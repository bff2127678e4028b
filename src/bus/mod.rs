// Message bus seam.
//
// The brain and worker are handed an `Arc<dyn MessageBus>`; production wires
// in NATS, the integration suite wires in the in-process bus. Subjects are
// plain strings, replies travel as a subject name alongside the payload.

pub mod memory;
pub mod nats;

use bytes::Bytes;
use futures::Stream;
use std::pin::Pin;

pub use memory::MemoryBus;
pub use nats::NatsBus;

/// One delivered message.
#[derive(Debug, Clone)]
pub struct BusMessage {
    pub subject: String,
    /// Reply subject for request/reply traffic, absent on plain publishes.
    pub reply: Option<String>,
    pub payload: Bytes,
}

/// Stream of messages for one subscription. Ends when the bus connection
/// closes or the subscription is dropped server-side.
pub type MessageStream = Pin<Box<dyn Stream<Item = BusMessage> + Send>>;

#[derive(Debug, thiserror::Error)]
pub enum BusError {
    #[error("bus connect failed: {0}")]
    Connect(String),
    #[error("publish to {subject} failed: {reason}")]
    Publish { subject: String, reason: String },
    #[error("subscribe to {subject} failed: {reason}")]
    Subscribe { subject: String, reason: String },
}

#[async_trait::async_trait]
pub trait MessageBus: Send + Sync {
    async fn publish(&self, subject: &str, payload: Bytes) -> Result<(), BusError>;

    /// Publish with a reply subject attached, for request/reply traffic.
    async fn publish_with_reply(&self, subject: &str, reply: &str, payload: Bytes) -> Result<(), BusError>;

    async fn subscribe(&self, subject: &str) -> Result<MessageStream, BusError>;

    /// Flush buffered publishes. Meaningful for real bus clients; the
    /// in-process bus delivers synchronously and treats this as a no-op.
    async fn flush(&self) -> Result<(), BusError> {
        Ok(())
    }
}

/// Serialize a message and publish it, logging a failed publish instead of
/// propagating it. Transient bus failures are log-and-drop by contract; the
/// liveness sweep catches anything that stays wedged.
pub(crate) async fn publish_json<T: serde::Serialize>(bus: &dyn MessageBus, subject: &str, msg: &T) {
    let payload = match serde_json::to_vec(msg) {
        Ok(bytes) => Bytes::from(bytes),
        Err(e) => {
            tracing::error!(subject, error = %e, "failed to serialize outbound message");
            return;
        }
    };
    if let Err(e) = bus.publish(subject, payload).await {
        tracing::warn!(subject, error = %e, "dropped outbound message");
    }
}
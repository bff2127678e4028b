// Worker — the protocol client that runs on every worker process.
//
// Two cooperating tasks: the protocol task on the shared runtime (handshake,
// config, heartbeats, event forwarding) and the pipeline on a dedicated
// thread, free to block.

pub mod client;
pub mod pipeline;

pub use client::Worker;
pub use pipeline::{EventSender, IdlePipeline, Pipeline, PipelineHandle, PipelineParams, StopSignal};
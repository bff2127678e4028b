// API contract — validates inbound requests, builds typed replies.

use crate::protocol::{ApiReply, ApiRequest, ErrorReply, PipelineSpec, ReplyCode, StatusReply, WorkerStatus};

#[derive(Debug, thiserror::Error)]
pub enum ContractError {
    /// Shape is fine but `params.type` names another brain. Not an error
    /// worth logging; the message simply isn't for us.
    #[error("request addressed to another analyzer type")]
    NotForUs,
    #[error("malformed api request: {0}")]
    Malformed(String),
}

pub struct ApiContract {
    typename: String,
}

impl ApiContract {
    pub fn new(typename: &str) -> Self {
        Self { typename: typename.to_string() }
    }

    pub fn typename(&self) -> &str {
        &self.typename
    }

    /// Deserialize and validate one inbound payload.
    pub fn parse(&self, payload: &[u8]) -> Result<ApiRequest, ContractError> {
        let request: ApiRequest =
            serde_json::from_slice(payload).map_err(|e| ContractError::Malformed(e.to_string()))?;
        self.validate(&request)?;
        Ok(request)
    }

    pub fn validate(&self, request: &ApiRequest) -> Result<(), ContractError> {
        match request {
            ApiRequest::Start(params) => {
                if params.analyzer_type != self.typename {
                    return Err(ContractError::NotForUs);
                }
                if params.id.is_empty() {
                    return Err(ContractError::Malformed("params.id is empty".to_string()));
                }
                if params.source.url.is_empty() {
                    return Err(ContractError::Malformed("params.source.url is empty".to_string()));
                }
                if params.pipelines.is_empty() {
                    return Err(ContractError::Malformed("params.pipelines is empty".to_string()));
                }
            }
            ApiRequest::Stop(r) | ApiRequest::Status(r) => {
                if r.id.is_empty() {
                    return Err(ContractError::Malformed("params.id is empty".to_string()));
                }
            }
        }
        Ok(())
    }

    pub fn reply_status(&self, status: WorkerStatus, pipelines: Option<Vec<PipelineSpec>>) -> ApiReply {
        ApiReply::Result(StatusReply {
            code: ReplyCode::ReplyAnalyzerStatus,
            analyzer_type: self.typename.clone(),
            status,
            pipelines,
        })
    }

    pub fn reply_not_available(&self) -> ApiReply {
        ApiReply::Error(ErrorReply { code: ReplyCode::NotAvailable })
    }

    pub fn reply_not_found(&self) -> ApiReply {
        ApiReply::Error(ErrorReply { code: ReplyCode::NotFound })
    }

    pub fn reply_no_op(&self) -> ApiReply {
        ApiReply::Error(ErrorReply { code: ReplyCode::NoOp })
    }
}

------------------------

# Your objective:
Nothing in the records may be dropped; reproduce them exactly.

# Exercise result:
repository bff2127678e4028b
filename src/bus/mod.rs
// Message bus seam.
//
// The brain and worker are handed an `Arc<dyn MessageBus>`; production wires
// in NATS, the integration suite wires in the in-process bus. Subjects are
// plain strings, replies travel as a subject name alongside the payload.

pub mod memory;
pub mod nats;

use bytes::Bytes;
use futures::Stream;
use std::pin::Pin;

pub use memory::MemoryBus;
pub use nats::NatsBus;

/// One delivered message.
#[derive(Debug, Clone)]
pub struct BusMessage {
    pub subject: String,
    /// Reply subject for request/reply traffic, absent on plain publishes.
    pub reply: Option<String>,
    pub payload: Bytes,
}

/// Stream of messages for one subscription. Ends when the bus connection
/// closes or the subscription is dropped server-side.
pub type MessageStream = Pin<Box<dyn Stream<Item = BusMessage> + Send>>;

#[derive(Debug, thiserror::Error)]
pub enum BusError {
    #[error("bus connect failed: {0}")]
    Connect(String),
    #[error("publish to {subject} failed: {reason}")]
    Publish { subject: String, reason: String },
    #[error("subscribe to {subject} failed: {reason}")]
    Subscribe { subject: String, reason: String },
}

#[async_trait::async_trait]
pub trait MessageBus: Send + Sync {
    async fn publish(&self, subject: &str, payload: Bytes) -> Result<(), BusError>;

    /// Publish with a reply subject attached, for request/reply traffic.
    async fn publish_with_reply(&self, subject: &str, reply: &str, payload: Bytes) -> Result<(), BusError>;

    async fn subscribe(&self, subject: &str) -> Result<MessageStream, BusError>;

    /// Flush buffered publishes. Meaningful for real bus clients; the
    /// in-process bus delivers synchronously and treats this as a no-op.
    async fn flush(&self) -> Result<(), BusError> {
        Ok(())
    }
}

/// Serialize a message and publish it, logging a failed publish instead of
/// propagating it. Transient bus failures are log-and-drop by contract; the
/// liveness sweep catches anything that stays wedged.
pub(crate) async fn publish_json<T: serde::Serialize>(bus: &dyn MessageBus, subject: &str, msg: &T) {
    let payload = match serde_json::to_vec(msg) {
        Ok(bytes) => Bytes::from(bytes),
        Err(e) => {
            tracing::error!(subject, error = %e, "failed to serialize outbound message");
            return;
        }
    };
    if let Err(e) = bus.publish(subject, payload).await {
        tracing::warn!(subject, error = %e, "dropped outbound message");
    }
}
repository bff2127678e4028b
// Worker — the protocol client that runs on every worker process.
//
// Two cooperating tasks: the protocol task on the shared runtime (handshake,
// config, heartbeats, event forwarding) and the pipeline on a dedicated
// thread, free to block.

pub mod client;
pub mod pipeline;

pub use client::Worker;
pub use pipeline::{EventSender, IdlePipeline, Pipeline, PipelineHandle, PipelineParams, StopSignal};
repository bff2127678e4028b
// API contract — validates inbound requests, builds typed replies.

use crate::protocol::{ApiReply, ApiRequest, ErrorReply, PipelineSpec, ReplyCode, StatusReply, WorkerStatus};

#[derive(Debug, thiserror::Error)]
pub enum ContractError {
    /// Shape is fine but `params.type` names another brain. Not an error
    /// worth logging; the message simply isn't for us.
    #[error("request addressed to another analyzer type")]
    NotForUs,
    #[error("malformed api request: {0}")]
    Malformed(String),
}

pub struct ApiContract {
    typename: String,
}

impl ApiContract {
    pub fn new(typename: &str) -> Self {
        Self { typename: typename.to_string() }
    }

    pub fn typename(&self) -> &str {
        &self.typename
    }

    /// Deserialize and validate one inbound payload.
    pub fn parse(&self, payload: &[u8]) -> Result<ApiRequest, ContractError> {
        let request: ApiRequest =
            serde_json::from_slice(payload).map_err(|e| ContractError::Malformed(e.to_string()))?;
        self.validate(&request)?;
        Ok(request)
    }

    pub fn validate(&self, request: &ApiRequest) -> Result<(), ContractError> {
        match request {
            ApiRequest::Start(params) => {
                if params.analyzer_type != self.typename {
                    return Err(ContractError::NotForUs);
                }
                if params.id.is_empty() {
                    return Err(ContractError::Malformed("params.id is empty".to_string()));
                }
                if params.source.url.is_empty() {
                    return Err(ContractError::Malformed("params.source.url is empty".to_string()));
                }
                if params.pipelines.is_empty() {
                    return Err(ContractError::Malformed("params.pipelines is empty".to_string()));
                }
            }
            ApiRequest::Stop(r) | ApiRequest::Status(r) => {
                if r.id.is_empty() {
                    return Err(ContractError::Malformed("params.id is empty".to_string()));
                }
            }
        }
        Ok(())
    }

    pub fn reply_status(&self, status: WorkerStatus, pipelines: Option<Vec<PipelineSpec>>) -> ApiReply {
        ApiReply::Result(StatusReply {
            code: ReplyCode::ReplyAnalyzerStatus,
            analyzer_type: self.typename.clone(),
            status,
            pipelines,
        })
    }

    pub fn reply_not_available(&self) -> ApiReply {
        ApiReply::Error(ErrorReply { code: ReplyCode::NotAvailable })
    }

    pub fn reply_not_found(&self) -> ApiReply {
        ApiReply::Error(ErrorReply { code: ReplyCode::NotFound })
    }

    pub fn reply_no_op(&self) -> ApiReply {
        ApiReply::Error(ErrorReply { code: ReplyCode::NoOp })
    }
}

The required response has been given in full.